Separate the features and target variable

#features and target values
X = df.iloc[:,0:2].values
y = df.iloc[:,2].values

Plot the points in 2D Space

from typing import Optional
import numpy as np
import matplotlib.pyplot as plt
import matplotlib as mpl
#visualizing our datapoints
def plot_adaboost(X: np.ndarray,
                  y: np.ndarray,
                  clf=None,
                  sample_weights: Optional[np.ndarray] = None,
                  annotate: bool = False,
                  ax: Optional[mpl.axes.Axes] = None) -> None:
    assert set(y) == {-1, 1}, 'Expecting response labels to be ±1'
    if not ax:
        fig, ax = plt.subplots(figsize=(5, 5), dpi=100)
        fig.set_facecolor('white')
    pad = 1
    x_min, x_max = X[:, 0].min() - pad, X[:, 0].max() + pad
    y_min, y_max = X[:, 1].min() - pad, X[:, 1].max() + pad
    if sample_weights is not None:
        sizes = np.array(sample_weights) * X.shape[0] * 100
    else:
        sizes = np.ones(shape=X.shape[0]) * 100
    X_pos = X[y == 1]
    sizes_pos = sizes[y == 1]
    ax.scatter(*X_pos.T, s=sizes_pos, marker='+', color='green')
    X_neg = X[y == -1]
    sizes_neg = sizes[y == -1]
    ax.scatter(*X_neg.T, s=sizes_neg, marker='.', c='purple')
    if clf:
        plot_step = 0.01
        xx, yy = np.meshgrid(np.arange(x_min, x_max, plot_step),
                             np.arange(y_min, y_max, plot_step))
        Z = clf.predict(np.c_[xx.ravel(), yy.ravel()])
        Z = Z.reshape(xx.shape)
     
        if list(np.unique(Z)) == [1]:
            fill_colors = ['g']
        else:
            fill_colors = ['purple', 'g']
        ax.contourf(xx, yy, Z, colors=fill_colors, alpha=0.2)
    if annotate:
        for i, (x, y) in enumerate(X):
            offset = 0.05
            ax.annotate(f'$x_{i + 1}$', (x + offset, y - offset))
    ax.set_xlim(x_min+0.5, x_max-0.5)
    ax.set_ylim(y_min+0.5, y_max-0.5)
    ax.set_xlabel('$x_1$')
    ax.set_ylabel('$x_2$')
plot_adaboost(X, y)

Create a class AdaBoost with variables like stumps, errors etc.

class AdaBoost:
    def __init__(self):
        self.stumps = None
        self.stump_weights = None
        self.errors = None
        self.sample_weights = None

    def _check_X_y(self, X, y):
        assert set(y) == {-1, 1}, 'Response variable must be ±1'
        return X, y

Here we used Decision tree with max depth=1 as
our base classifier. AdaBoost repeatedly calls this weak learner with each time feeding it a different distribution of the training data. Every time we call, it generates a weak classifier and combine all of them into a single classifier which will give better performance.

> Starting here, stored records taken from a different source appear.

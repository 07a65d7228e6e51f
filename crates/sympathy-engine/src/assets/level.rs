use std::collections::HashMap;
use std::path::Path;

use glam::Vec2;
use serde::{Deserialize, Serialize};
use thiserror::Error;

use crate::api::config::PhysicsConfig;
use crate::components::tilemap::TileGrid;
use crate::components::zone::{TemperatureZone, Trigger};
use crate::core::object::{ObjectDesc, ObjectKind};
use crate::core::world::World;

/// Errors raised while reading or validating a level definition.
#[derive(Debug, Error)]
pub enum LevelError {
    #[error("failed to parse level JSON: {0}")]
    Json(#[from] serde_json::Error),
    #[error("failed to read level file: {0}")]
    Io(#[from] std::io::Error),
    #[error("solid layer has {found} rows, expected {expected}")]
    RowCount { expected: usize, found: usize },
    #[error("row {row} has {found} tiles, expected {expected}")]
    InvalidGrid {
        row: usize,
        expected: usize,
        found: usize,
    },
    #[error("tile layer has {found} tiles, expected {expected}")]
    TileCount { expected: usize, found: usize },
    #[error("tile size must be positive and finite, got {0}")]
    InvalidTileSize(f32),
    #[error("grid of {width}x{height} tiles is too large")]
    GridTooLarge { width: u32, height: u32 },
}

/// A level as authored: tile grid, objects, zones, triggers and spawn point.
#[derive(Debug, Clone, Serialize, Deserialize)]
pub struct LevelDef {
    pub id: String,
    /// Width in tiles.
    pub width: u32,
    /// Height in tiles.
    pub height: u32,
    #[serde(default = "default_tile_size")]
    pub tile_size: f32,
    /// One string per row; `#` marks a solid tile.
    #[serde(default)]
    pub solid: Vec<String>,
    /// Alternative flat layout, row-major; non-zero marks a solid tile.
    /// Ignored when `solid` is present.
    #[serde(default)]
    pub tiles: Vec<u32>,
    #[serde(default)]
    pub objects: Vec<ObjectDef>,
    #[serde(default)]
    pub zones: Vec<ZoneDef>,
    #[serde(default)]
    pub triggers: Vec<TriggerDef>,
    pub spawn: PointDef,
}

#[derive(Debug, Clone, Copy, Serialize, Deserialize)]
pub struct PointDef {
    pub x: f32,
    pub y: f32,
}

/// An object placement. `y` is the object's bottom edge.
#[derive(Debug, Clone, Serialize, Deserialize)]
pub struct ObjectDef {
    #[serde(rename = "type")]
    pub kind: String,
    pub x: f32,
    pub y: f32,
    pub width: f32,
    pub height: f32,
    /// Named properties: `Weight`, `Temp`, `Value`, `Static` (non-zero = static).
    #[serde(default)]
    pub properties: HashMap<String, f32>,
}

/// A temperature zone. `x`/`y` is the top-left corner.
#[derive(Debug, Clone, Serialize, Deserialize)]
pub struct ZoneDef {
    pub x: f32,
    pub y: f32,
    pub width: f32,
    pub height: f32,
    pub delta_per_second: f32,
}

/// A trigger region. `x`/`y` is the top-left corner.
#[derive(Debug, Clone, Serialize, Deserialize)]
pub struct TriggerDef {
    #[serde(rename = "type")]
    pub kind: String,
    pub x: f32,
    pub y: f32,
    pub width: f32,
    pub height: f32,
}

fn default_tile_size() -> f32 {
    16.0
}

impl ObjectDef {
    fn property(&self, name: &str) -> Option<f32> {
        self.properties.get(name).copied().filter(|v| v.is_finite())
    }

    /// Resolve this placement into a typed descriptor, or `None` for an
    /// unknown type.
    pub fn to_desc(&self, cfg: &PhysicsConfig) -> Option<ObjectDesc> {
        let value = self.property("Value").map(|v| v.max(0.0).round() as u32);
        let kind = ObjectKind::from_type_name(&self.kind, value)?;
        Some(ObjectDesc {
            kind,
            position: Vec2::new(self.x, self.y - self.height),
            size: Vec2::new(self.width, self.height),
            mass: self.property("Weight").unwrap_or(1.0),
            temp: self.property("Temp").unwrap_or(cfg.ambient_temp),
            is_static: self.property("Static").is_some_and(|v| v != 0.0),
        })
    }
}

impl LevelDef {
    /// Parse a level from a JSON string.
    pub fn from_json(json: &str) -> Result<Self, serde_json::Error> {
        serde_json::from_str(json)
    }

    /// Read and parse a level file.
    pub fn load(path: impl AsRef<Path>) -> Result<Self, LevelError> {
        let json = std::fs::read_to_string(path)?;
        Ok(Self::from_json(&json)?)
    }

    pub fn spawn_point(&self) -> Vec2 {
        Vec2::new(self.spawn.x, self.spawn.y)
    }

    /// Build the collision grid, checking its dimensions.
    pub fn tile_grid(&self) -> Result<TileGrid, LevelError> {
        if !(self.tile_size.is_finite() && self.tile_size > 0.0) {
            return Err(LevelError::InvalidTileSize(self.tile_size));
        }
        let mut grid = TileGrid::try_new(self.width, self.height, self.tile_size).ok_or(
            LevelError::GridTooLarge {
                width: self.width,
                height: self.height,
            },
        )?;
        let width = self.width as usize;

        if !self.solid.is_empty() {
            if self.solid.len() != self.height as usize {
                return Err(LevelError::RowCount {
                    expected: self.height as usize,
                    found: self.solid.len(),
                });
            }
            for (row, line) in self.solid.iter().enumerate() {
                let found = line.chars().count();
                if found != width {
                    return Err(LevelError::InvalidGrid {
                        row,
                        expected: width,
                        found,
                    });
                }
                for (col, c) in line.chars().enumerate() {
                    grid.set_solid(col as i32, row as i32, c == '#');
                }
            }
        } else if !self.tiles.is_empty() {
            let expected = width * self.height as usize;
            if self.tiles.len() != expected {
                return Err(LevelError::TileCount {
                    expected,
                    found: self.tiles.len(),
                });
            }
            for (i, &tile) in self.tiles.iter().enumerate() {
                grid.set_solid((i % width) as i32, (i / width) as i32, tile != 0);
            }
        } else {
            log::warn!("level '{}' has no collision layer", self.id);
        }
        Ok(grid)
    }

    /// Typed descriptors for every placement with a known type. Unknown
    /// types are logged and skipped.
    pub fn object_descs(&self, cfg: &PhysicsConfig) -> Vec<ObjectDesc> {
        self.objects
            .iter()
            .filter_map(|def| {
                let desc = def.to_desc(cfg);
                if desc.is_none() {
                    log::warn!("level '{}': skipping object of unknown type '{}'", self.id, def.kind);
                }
                desc
            })
            .collect()
    }

    fn trigger_regions(&self) -> impl Iterator<Item = Trigger> + '_ {
        self.triggers.iter().filter_map(|def| match def.kind.as_str() {
            "Goal" => Some(Trigger::goal(
                Vec2::new(def.x, def.y),
                Vec2::new(def.width, def.height),
            )),
            other => {
                log::warn!("level '{}': skipping trigger of unknown type '{}'", self.id, other);
                None
            }
        })
    }
}

impl World {
    /// Build a fresh world for a level.
    pub fn from_level(def: &LevelDef, config: PhysicsConfig) -> Result<Self, LevelError> {
        let tiles = def.tile_grid()?;
        let mut world = World::new(tiles, def.spawn_point(), config);
        world.populate(def);
        Ok(world)
    }

    /// Replace the current level. The new definition is validated before
    /// anything is torn down, so a bad file leaves the world untouched.
    pub fn load_level(&mut self, def: &LevelDef) -> Result<(), LevelError> {
        let tiles = def.tile_grid()?;
        self.destroy();
        self.tiles = tiles;
        self.player.set_spawn_point(def.spawn_point());
        self.player.reset();
        self.populate(def);
        Ok(())
    }

    fn populate(&mut self, def: &LevelDef) {
        for desc in def.object_descs(&self.config) {
            self.spawn_object(&desc);
        }
        for zone in &def.zones {
            self.add_zone(TemperatureZone::new(
                Vec2::new(zone.x, zone.y),
                Vec2::new(zone.width, zone.height),
                zone.delta_per_second,
            ));
        }
        for trigger in def.trigger_regions() {
            self.add_trigger(trigger);
        }
        log::info!(
            "loaded level '{}': {}x{} tiles, {} objects, {} zones, {} triggers",
            def.id,
            def.width,
            def.height,
            self.scene.len(),
            self.zones().len(),
            self.triggers().len()
        );
    }
}

#[cfg(test)]
mod tests {
    use super::*;
    use crate::components::tilemap::SolidTiles;

    const LEVEL: &str = r#####"{
        "id": "test",
        "width": 4,
        "height": 3,
        "solid": [
            "....",
            "#..#",
            "####"
        ],
        "objects": [
            { "type": "Crate", "x": 16, "y": 32, "width": 16, "height": 16,
              "properties": { "Weight": 2.5, "Temp": 40 } },
            { "type": "Collectable", "x": 32, "y": 16, "width": 8, "height": 8,
              "properties": { "Value": 3 } },
            { "type": "Dragon", "x": 0, "y": 0, "width": 8, "height": 8 }
        ],
        "zones": [
            { "x": 0, "y": 0, "width": 64, "height": 16, "delta_per_second": -5 }
        ],
        "triggers": [
            { "type": "Goal", "x": 48, "y": 0, "width": 16, "height": 16 }
        ],
        "spawn": { "x": 4, "y": 8 }
    }"#####;

    #[test]
    fn parse_level_and_build_grid() {
        let def = LevelDef::from_json(LEVEL).unwrap();
        assert_eq!(def.tile_size, 16.0);
        let grid = def.tile_grid().unwrap();
        assert!(!grid.is_solid_tile_at(1, 0));
        assert!(grid.is_solid_tile_at(0, 1));
        assert!(!grid.is_solid_tile_at(1, 1));
        assert_eq!(grid.solid_count(), 6);
    }

    #[test]
    fn objects_use_bottom_edge_and_properties() {
        let cfg = PhysicsConfig::default();
        let def = LevelDef::from_json(LEVEL).unwrap();
        let descs = def.object_descs(&cfg);
        assert_eq!(descs.len(), 2, "unknown type must be skipped");

        assert_eq!(descs[0].kind, ObjectKind::Crate);
        assert_eq!(descs[0].position, Vec2::new(16.0, 16.0));
        assert_eq!(descs[0].mass, 2.5);
        assert_eq!(descs[0].temp, 40.0);

        assert_eq!(descs[1].kind, ObjectKind::Collectable { value: 3 });
        assert_eq!(descs[1].temp, cfg.ambient_temp);
    }

    #[test]
    fn flat_tiles_layout() {
        let json = r#"{ "id": "flat", "width": 2, "height": 2, "tile_size": 32,
                        "tiles": [0, 1, 1, 0], "spawn": { "x": 0, "y": 0 } }"#;
        let grid = LevelDef::from_json(json).unwrap().tile_grid().unwrap();
        assert!(grid.is_solid_tile_at(1, 0));
        assert!(grid.is_solid_tile_at(0, 1));
        assert_eq!(grid.solid_count(), 2);
        assert_eq!(grid.tile_size, 32.0);
    }

    #[test]
    fn ragged_rows_are_rejected() {
        let json = r####"{ "id": "bad", "width": 3, "height": 2,
                        "solid": ["###", "##"], "spawn": { "x": 0, "y": 0 } }"####;
        let err = LevelDef::from_json(json).unwrap().tile_grid().unwrap_err();
        assert!(matches!(
            err,
            LevelError::InvalidGrid {
                row: 1,
                expected: 3,
                found: 2
            }
        ));
    }

    #[test]
    fn zero_tile_size_is_rejected() {
        let json = r#"{ "id": "bad", "width": 1, "height": 1, "tile_size": 0,
                        "spawn": { "x": 0, "y": 0 } }"#;
        let err = LevelDef::from_json(json).unwrap().tile_grid().unwrap_err();
        assert!(matches!(err, LevelError::InvalidTileSize(_)));
    }

    #[test]
    fn huge_dimensions_are_rejected() {
        let json = r#"{ "id": "huge", "width": 100000, "height": 100000,
                        "spawn": { "x": 0, "y": 0 } }"#;
        let def = LevelDef::from_json(json).unwrap();
        let err = def.tile_grid().unwrap_err();
        assert!(matches!(
            err,
            LevelError::GridTooLarge {
                width: 100_000,
                height: 100_000
            }
        ));
        assert!(World::from_level(&def, PhysicsConfig::default()).is_err());
    }

    #[test]
    fn world_from_level() {
        let def = LevelDef::from_json(LEVEL).unwrap();
        let world = World::from_level(&def, PhysicsConfig::default()).unwrap();
        assert_eq!(world.scene.len(), 2);
        assert_eq!(world.zones().len(), 1);
        assert_eq!(world.triggers().len(), 1);
        assert_eq!(world.player.spawn_point(), Vec2::new(4.0, 8.0));
        assert_eq!(world.map_size(), Vec2::new(64.0, 48.0));
    }

    #[test]
    fn bad_level_leaves_world_untouched() {
        let def = LevelDef::from_json(LEVEL).unwrap();
        let mut world = World::from_level(&def, PhysicsConfig::default()).unwrap();
        let mut bad = def.clone();
        bad.tile_size = -1.0;
        assert!(world.load_level(&bad).is_err());
        assert_eq!(world.scene.len(), 2);

        world.player.score = 9;
        world.load_level(&def).unwrap();
        assert_eq!(world.scene.len(), 2);
        assert_eq!(world.player.score, 9, "score carries across levels");
    }
}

from sklearn.tree import DecisionTreeClassifier
def fit(self, X: np.ndarray, y: np.ndarray, iters: int):
    X, y = self._check_X_y(X, y)
    n = X.shape[0]
    self.sample_weights = np.zeros(shape=(iters, n))
    self.stumps = np.zeros(shape=iters, dtype=object)
    self.stump_weights = np.zeros(shape=iters)
    self.errors = np.zeros(shape=iters)
    self.sample_weights[0] = np.ones(shape=n) / n
    for t in range(iters):
        curr_sample_weights = self.sample_weights[t]
        stump = DecisionTreeClassifier(max_depth=1, max_leaf_nodes=2)
        stump = stump.fit(X, y, sample_weight=curr_sample_weights)
        stump_pred = stump.predict(X)
        err = curr_sample_weights[(stump_pred != y)].sum()# / n
        stump_weight = np.log((1 - err) / err) / 2
        new_sample_weights = (curr_sample_weights * np.exp(-stump_weight * y * stump_pred))
        new_sample_weights /= new_sample_weights.sum()
        if t+1 < iters:
            self.sample_weights[t+1] = new_sample_weights
        self.stumps[t] = stump
        self.stump_weights[t] = stump_weight
        self.errors[t] = err
    return self
def predict(self, X):
    stump_preds = np.array([stump.predict(X) for stump in self.stumps])
    return np.sign(np.dot(self.stump_weights, stump_preds))
AdaBoost.fit = fit
AdaBoost.predict = predict
clf = AdaBoost().fit(X, y, iters=10)
plot_adaboost(X, y, clf)

Visualizing our learner step by step

Here, the left column depicts the weak learner selected and the right column depicts the cumulative strong learner so far obtained in each iteration. Accordinh to the Adaboost classifier, the points which are misclassified in their previous iteration will be now more heavily weighted and therefore appear larger in the next iteration.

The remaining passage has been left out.